I am guessing an hour a pound. So if I'm gonna let it sit for 2 hours, I'm thinking if I start 24 hours before I'm going serve, that should be good. Especially since if I wrap it in foil, I am gonna blow through the stall pretty quick. 

Really appreciate thoughts from all of you as I don't want to start too soon or late and am super excited about this nice big hunk o meat!

Thanks in advance.


----------



## bear55 (Jan 19, 2015)

You could cook this monster a couple of days in advance.  Pulled pork is great reheated using some apple juice as liquid.  I always take my butts to 203 or so before removing from smoker and resting. 

Good luck

Richard


----------



## inkjunkie (Jan 19, 2015)

Have no clue....just want to see the end result...Good Luck...


----------



## brooksy (Jan 19, 2015)

You are kidding yourself trying to figure out a time frame! It's gonna take how long it takes. Could take 15 hours could take 25 could be the 33 your coming up with. That piece of pork doesn't have a watch and doesn't care that your going to lose hours of sleeping smoking it to deliciousness! You just have to put it in and cook it till its done.


----------



## inkjunkie (Jan 19, 2015)

Brooksy said:


> You are kidding yourself trying to figure out a time frame! It's gonna take how long it takes. Could take 15 hours could take 25 could be the 33 your coming up with. That piece of pork doesn't have a watch and doesn't care that your going to lose hours of sleeping smoking it to deliciousness! You just have to put it in and cook it till its done.


Ever since starting this wonderful way of cooking this is the one thing that my wife is struggling with, when will it be done. I have been using the same line I used to use at work, will be done when it is done. Not a second before,  not a second later. Sort of driving her nuts. Sorry for the interruption,  now back to your regularly scheduled programming.


----------



## cliffcarter (Jan 19, 2015)

house66 said:


> Hi Guys.
> 
> I've been searching for days to find an answer to my question with no luck. So I apologize if this info is out there and I just couldn't find it.
> 
> ...


At 225° I think your guess of an hour per pound is incorrect. In my experience 225° will leave you waiting to eat for a long time if you start 24 hours in advance.

If you cook at 275° you will get closer but I find that 300° cook temp will get it done.

The best plan IMHO is to separate the shoulder into the butt and the picnic and cook both pieces at 300°, you should get done in an hour per pound, maybe a little less.

Good Luck.


----------



## house66 (Jan 19, 2015)

Thanks for the feedback guys. I will post pics throughout the process. 

I don't expect that I will have the time to cook this ahead, as I am travelling for work. 

I have considered cutting it in two. I have been researching on YouTube, but I can't find a simple video for cutting a shoulder into two halves. All the videos are about carving it into all the different cuts and deboning. 

It doesn't look there will be a bone in between the butt and the shoulder. Is that right? Assuming I can find the right spot, I think the shoulder blade is on its own in the butt, and the leg bone is in the shoulder. If that is the case, then the process of cutting it in two should be fairly straight forward. I ain't no butcher, so if it involves cutting around or through bones, I'm afraid I will massacre the thing. 
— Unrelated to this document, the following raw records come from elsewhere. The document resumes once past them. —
//! Content-addressed on-disk cache for fetched page bodies.
//!
//! Each URL maps to one file named by the hex SHA-256 of the URL. Entries are
//! written once and never expire; clearing the directory is the only way to
//! invalidate them.

pub mod disk;
pub mod hash;

pub use disk::DiskCache;
pub use hash::compute_cache_key;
But if it is straight forward like that, then I think I will go with that as the plan and assume that 2 11 pound pieces will be somewhere in the 20 hour range. I understand now that it will take as long as it takes, but my chances are improved with this approach. 
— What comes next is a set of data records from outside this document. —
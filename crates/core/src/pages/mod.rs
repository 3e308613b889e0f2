//! The URL table: one record per indexed page.

pub mod store;

use std::collections::BTreeMap;

use schemars::JsonSchema;
use serde::{Deserialize, Serialize};

pub use store::PageStore;

/// An indexed page.
#[derive(Debug, Clone, PartialEq, Eq, Serialize, Deserialize, JsonSchema)]
pub struct PageRecord {
    pub url: String,
    /// Normalized visible text of the page.
    pub content: String,
    #[serde(default)]
    pub title: String,
    #[serde(default)]
    pub description: String,
    /// RFC 3339 time the page was first indexed.
    #[serde(default)]
    pub added_at: String,
}

impl PageRecord {
    pub fn new(url: impl Into<String>, content: impl Into<String>) -> Self {
        Self {
            url: url.into(),
            content: content.into(),
            title: String::new(),
            description: String::new(),
            added_at: chrono::Utc::now().to_rfc3339_opts(chrono::SecondsFormat::Secs, true),
        }
    }

    /// Overwrite title and description with whichever of them is given and non-empty.
    ///
    /// Returns whether anything changed.
    pub fn apply_metadata(&mut self, title: Option<&str>, description: Option<&str>) -> bool {
        let mut changed = false;
        if let Some(title) = title.filter(|t| !t.is_empty())
            && self.title != title
        {
            self.title = title.to_string();
            changed = true;
        }
        if let Some(description) = description.filter(|d| !d.is_empty())
            && self.description != description
        {
            self.description = description.to_string();
            changed = true;
        }
        changed
    }
}

/// Title and description as listed to callers.
#[derive(Debug, Clone, PartialEq, Eq, Serialize, Deserialize, JsonSchema)]
pub struct PageSummary {
    pub title: String,
    pub description: String,
}

/// Pages keyed by URL, iterated in URL order.
#[derive(Debug, Default, Clone, PartialEq, Eq, Serialize, Deserialize)]
#[serde(transparent)]
pub struct PageTable {
    pages: BTreeMap<String, PageRecord>,
}

impl PageTable {
    pub fn new() -> Self {
        Self::default()
    }

    pub fn len(&self) -> usize {
        self.pages.len()
    }

    pub fn is_empty(&self) -> bool {
        self.pages.is_empty()
    }

    pub fn contains(&self, url: &str) -> bool {
        self.pages.contains_key(url)
    }

    pub fn get(&self, url: &str) -> Option<&PageRecord> {
        self.pages.get(url)
    }

    pub fn get_mut(&mut self, url: &str) -> Option<&mut PageRecord> {
        self.pages.get_mut(url)
    }

    /// Insert or replace the record for `record.url`.
    pub fn insert(&mut self, record: PageRecord) -> Option<PageRecord> {
        self.pages.insert(record.url.clone(), record)
    }

    pub fn remove(&mut self, url: &str) -> Option<PageRecord> {
        self.pages.remove(url)
    }

    pub fn records(&self) -> impl Iterator<Item = &PageRecord> {
        self.pages.values()
    }

    /// `(url, content)` pairs for the search engine.
    pub fn corpus(&self) -> impl Iterator<Item = (&str, &str)> {
        self.pages.values().map(|p| (p.url.as_str(), p.content.as_str()))
    }

    pub fn summaries(&self) -> BTreeMap<String, PageSummary> {
        self.pages
            .iter()
            .map(|(url, p)| (url.clone(), PageSummary { title: p.title.clone(), description: p.description.clone() }))
            .collect()
    }
}

impl FromIterator<PageRecord> for PageTable {
    fn from_iter<T: IntoIterator<Item = PageRecord>>(iter: T) -> Self {
        let mut table = PageTable::new();
        for record in iter {
            table.insert(record);
        }
        table
    }
}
Can you guys let me know your thoughts and provide any butchering tips u might have. 

Again, really appreciate your help.


----------



## gary s (Jan 19, 2015)

That is a big Butt, the same rules apply to pork as they do to beef  Here is a couple of post I did on briskets

http://www.smokingmeatforums.com/t/...r-the-misconception-of-the-1-to-1-5-hour-rule

http://www.smokingmeatforums.com/t/...st-on-misconception-of-the-1-to-1-5-hour-rule

Gary


----------



## smokeymtn (Jan 24, 2015)

I've never smoked a whole shoulder so I can't help on your timeline.
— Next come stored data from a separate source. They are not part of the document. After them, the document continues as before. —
//! Literal substring search with snippet extraction.
//!
//! Every non-overlapping occurrence of the query in every page is a match.
//! Matches are numbered from 1 across the whole corpus in iteration order;
//! `start` is the first match number returned and `max` caps the page.
//!
//! A snippet is the text from 100 bytes before the match to 100 bytes after
//! the match start (extended to the match end for queries over 100 bytes),
//! clipped to the page and moved inward onto UTF-8 boundaries.
//! `query_position` is `[match_end, snippet_len]` relative to the snippet,
//! which is what existing clients highlight from.

use schemars::JsonSchema;
use serde::{Deserialize, Serialize};

/// Bytes of context kept on each side of a match.
pub const CONTEXT_BYTES: usize = 100;

/// One match with its surrounding text.
#[derive(Debug, Clone, PartialEq, Eq, Serialize, Deserialize, JsonSchema)]
#[serde(rename_all = "camelCase")]
pub struct SearchHit {
    pub url: String,
    pub snippet: String,
    pub query_position: [usize; 2],
}

/// One page of search results.
#[derive(Debug, Clone, PartialEq, Eq, Serialize, Deserialize, JsonSchema)]
#[serde(rename_all = "camelCase")]
pub struct SearchResults {
    pub query: String,
    pub results: Vec<SearchHit>,
    pub has_more: bool,
}

impl SearchResults {
    fn empty(query: &str) -> Self {
        Self { query: query.to_string(), results: Vec::new(), has_more: false }
    }
}

/// Search `corpus` (pairs of url and content) for `query`.
///
/// An empty query matches nothing.
pub fn search<'a, I>(query: &str, start: usize, max: usize, corpus: I) -> SearchResults
where
    I: IntoIterator<Item = (&'a str, &'a str)>,
{
    let mut page = SearchResults::empty(query);
    if query.is_empty() {
        return page;
    }

    let mut num_found = 0usize;

    'corpus: for (url, content) in corpus {
        for offset in occurrences(content, query) {
            num_found += 1;
            if num_found < start {
                continue;
            }
            if page.results.len() == max {
                page.has_more = true;
                break 'corpus;
            }
            page.results.push(snippet_at(url, content, offset, query.len()));
        }
    }

    page
}

/// Byte offsets of non-overlapping occurrences of `needle`, left to right.
fn occurrences<'h>(haystack: &'h str, needle: &'h str) -> impl Iterator<Item = usize> + 'h {
    let mut from = 0;
    std::iter::from_fn(move || {
        let at = from + haystack.get(from..)?.find(needle)?;
        from = at + needle.len();
        Some(at)
    })
}

fn snippet_at(url: &str, content: &str, at: usize, len: usize) -> SearchHit {
    let match_end = at + len;

    let mut window_start = at.saturating_sub(CONTEXT_BYTES);
    while !content.is_char_boundary(window_start) {
        window_start += 1;
    }

    let mut window_end = (at + CONTEXT_BYTES).max(match_end).min(content.len());
    while !content.is_char_boundary(window_end) {
        window_end -= 1;
    }

    SearchHit {
        url: url.to_string(),
        snippet: content[window_start..window_end].to_string(),
        query_position: [match_end - window_start, window_end - window_start],
    }
}

#[cfg(test)]
mod tests {
    use super::*;

    fn panda_corpus() -> Vec<(&'static str, &'static str)> {
        vec![("a", "the red panda sleeps"), ("b", "red pandas are mammals")]
    }

    #[test]
    fn test_search_two_pages() {
        let page = search("red", 0, 15, panda_corpus());
        assert_eq!(page.query, "red");
        assert_eq!(page.results.len(), 2);
        assert!(!page.has_more);
        assert!(page.results.iter().all(|hit| hit.snippet.contains("red")));
        assert_eq!(page.results[0].url, "a");
        assert_eq!(page.results[1].url, "b");
    }

    #[test]
    fn test_query_position_marks_match_end() {
        let page = search("red", 0, 15, panda_corpus());

        // whole page fits in the window, so the snippet is the page
        let first = &page.results[0];
        assert_eq!(first.snippet, "the red panda sleeps");
        assert_eq!(first.query_position, [7, 20]);

        let second = &page.results[1];
        assert_eq!(second.snippet, "red pandas are mammals");
        assert_eq!(second.query_position, [3, 22]);
    }

    #[test]
    fn test_empty_query() {
        let page = search("", 0, 15, panda_corpus());
        assert!(page.results.is_empty());
        assert!(!page.has_more);
    }

    #[test]
    fn test_no_match() {
        let page = search("otter", 0, 15, panda_corpus());
        assert!(page.results.is_empty());
        assert!(!page.has_more);
    }

    #[test]
    fn test_matches_do_not_overlap() {
        let page = search("aa", 0, 15, vec![("u", "aaaaa")]);
        let ends: Vec<_> = page.results.iter().map(|hit| hit.query_position[0]).collect();
        assert_eq!(ends, vec![2, 4]);
    }

    #[test]
    fn test_window_is_clipped() {
        let content = format!("{}needle{}", "x".repeat(300), "y".repeat(300));
        let page = search("needle", 0, 15, vec![("u", content.as_str())]);
        let hit = &page.results[0];

        assert_eq!(hit.snippet.len(), 2 * CONTEXT_BYTES);
        assert!(hit.snippet.starts_with(&"x".repeat(100)));
        assert_eq!(hit.query_position, [106, 200]);
        assert_eq!(&hit.snippet[100..106], "needle");
    }

    #[test]
    fn test_snippet_bounds() {
        let content = "ab ".repeat(150);
        let page = search("ab", 0, usize::MAX, vec![("u", content.as_str())]);
        assert_eq!(page.results.len(), 150);
        for hit in &page.results {
            assert!(hit.snippet.len() <= 2 * CONTEXT_BYTES);
            assert!(hit.query_position[0] <= hit.query_position[1]);
            assert_eq!(hit.query_position[1], hit.snippet.len());
        }
    }

    #[test]
    fn test_long_query_keeps_whole_match() {
        let query = "q".repeat(150);
        let content = format!("start {query} end");
        let page = search(&query, 0, 15, vec![("u", content.as_str())]);
        let hit = &page.results[0];
        assert!(hit.snippet.contains(&query));
        assert_eq!(hit.query_position[0], 156);
    }

    #[test]
    fn test_multibyte_content_stays_on_char_boundaries() {
        let content = format!("{}panda{}", "é".repeat(80), "ü".repeat(80));
        let page = search("panda", 0, 15, vec![("u", content.as_str())]);
        let hit = &page.results[0];
        assert!(hit.snippet.contains("panda"));
        assert!(hit.snippet.len() <= 2 * CONTEXT_BYTES);
        assert!(hit.snippet.starts_with('é'));
        assert!(hit.snippet.ends_with('ü'));
    }

    #[test]
    fn test_start_counts_matches_globally() {
        let corpus = vec![("a", "red red"), ("b", "red"), ("c", "red red")];

        let all = search("red", 0, 10, corpus.clone());
        assert_eq!(all.results.len(), 5);

        // start is 1-based: start=3 skips the first two matches
        let tail = search("red", 3, 10, corpus.clone());
        assert_eq!(tail.results.len(), 3);
        assert_eq!(tail.results[0].url, "b");

        assert_eq!(search("red", 1, 10, corpus).results.len(), 5);
    }

    #[test]
    fn test_pagination_has_no_gaps_or_overlap() {
        let corpus = vec![("a", "red red red"), ("b", "red red"), ("c", "red")];

        let first = search("red", 0, 4, corpus.clone());
        assert_eq!(first.results.len(), 4);
        assert!(first.has_more);

        let second = search("red", 5, 4, corpus.clone());
        assert_eq!(second.results.len(), 2);
        assert!(!second.has_more);

        let all = search("red", 0, 100, corpus);
        let stitched: Vec<_> = first.results.into_iter().chain(second.results).collect();
        assert_eq!(stitched, all.results);
    }

    #[test]
    fn test_has_more_exactly_when_more_than_max() {
        let corpus = vec![("a", "red red"), ("b", "red")];
        assert!(!search("red", 0, 3, corpus.clone()).has_more);
        assert!(!search("red", 0, 4, corpus.clone()).has_more);
        assert!(search("red", 0, 2, corpus).has_more);
    }

    #[test]
    fn test_serialized_shape() {
        let page = search("red", 0, 1, panda_corpus());
        let json = serde_json::to_value(&page).unwrap();
        assert_eq!(json["hasMore"], true);
        assert_eq!(json["results"][0]["queryPosition"], serde_json::json!([7, 20]));
    }
}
But if you need to cut it in two, don't worry about how it looks.  Pick a center line, cut the flesh with a knife and the bone with a saw.  Like my dad says, "What ain't in one piece will be in the other."


----------



## bigfoot bbq (Jan 24, 2015)

I've done quite a few for pulled pork. My opinion would be to start it at 250. After so long probably 12-15 hours check internal meat temp. When you decide to foil turn up the heat to 300. That will get the meat up to 190-200 in one to two hours. Remember their is alot of moisture in a bone in shoulder so when you take it out of the foil there will be alot of juice in the foil. Throw it away as the meat will have enough moisture in it unless you like soggy pulled pork.
 If you want to cut it in two cut behind the leg before the rib cage. The rib cage going up to the loin area is your best part of the shoulder. Won't take as long to cook either. You will need a clean hack saw to cut or a bone cutting knife. 
There is alot of grissle in the meat next to the shoulder bone which takes longer to cook. I"m doing one this weds. usually do one a week. Half a whole hog that is. The bone in shoulder takes the longest to cook.


----------



## timberjet (Jan 24, 2015)

Take that Huge hog leg down to the nearest meat counter. Preferably the one you got it from, and ask to have it cut in 2. There is a bone that will be sawed through. Please do not listen to the previous poster about throwing the juices out. That stuff is like gold and can be used for many many things. I would then highly recommend you follow this tried and true procedure right here.

http://www.smokingmeatforums.com/t/140055/boston-butt-pulled-pork-step-by-step

This is the Holy Grail of Butt recipes. If you do not cut that butt in half you are looking at a 40-50 hour smoke. Pork shoulders and Butts take a long time to cook especially large or huge ones. There is a ton of connective tissue to break down in there that long slow low smoking does so so well. Remember to take lots of pictures and share your smoke with us. Someone with a great amount of experience is almost always around to help if anything goes awry and you need assistance with something.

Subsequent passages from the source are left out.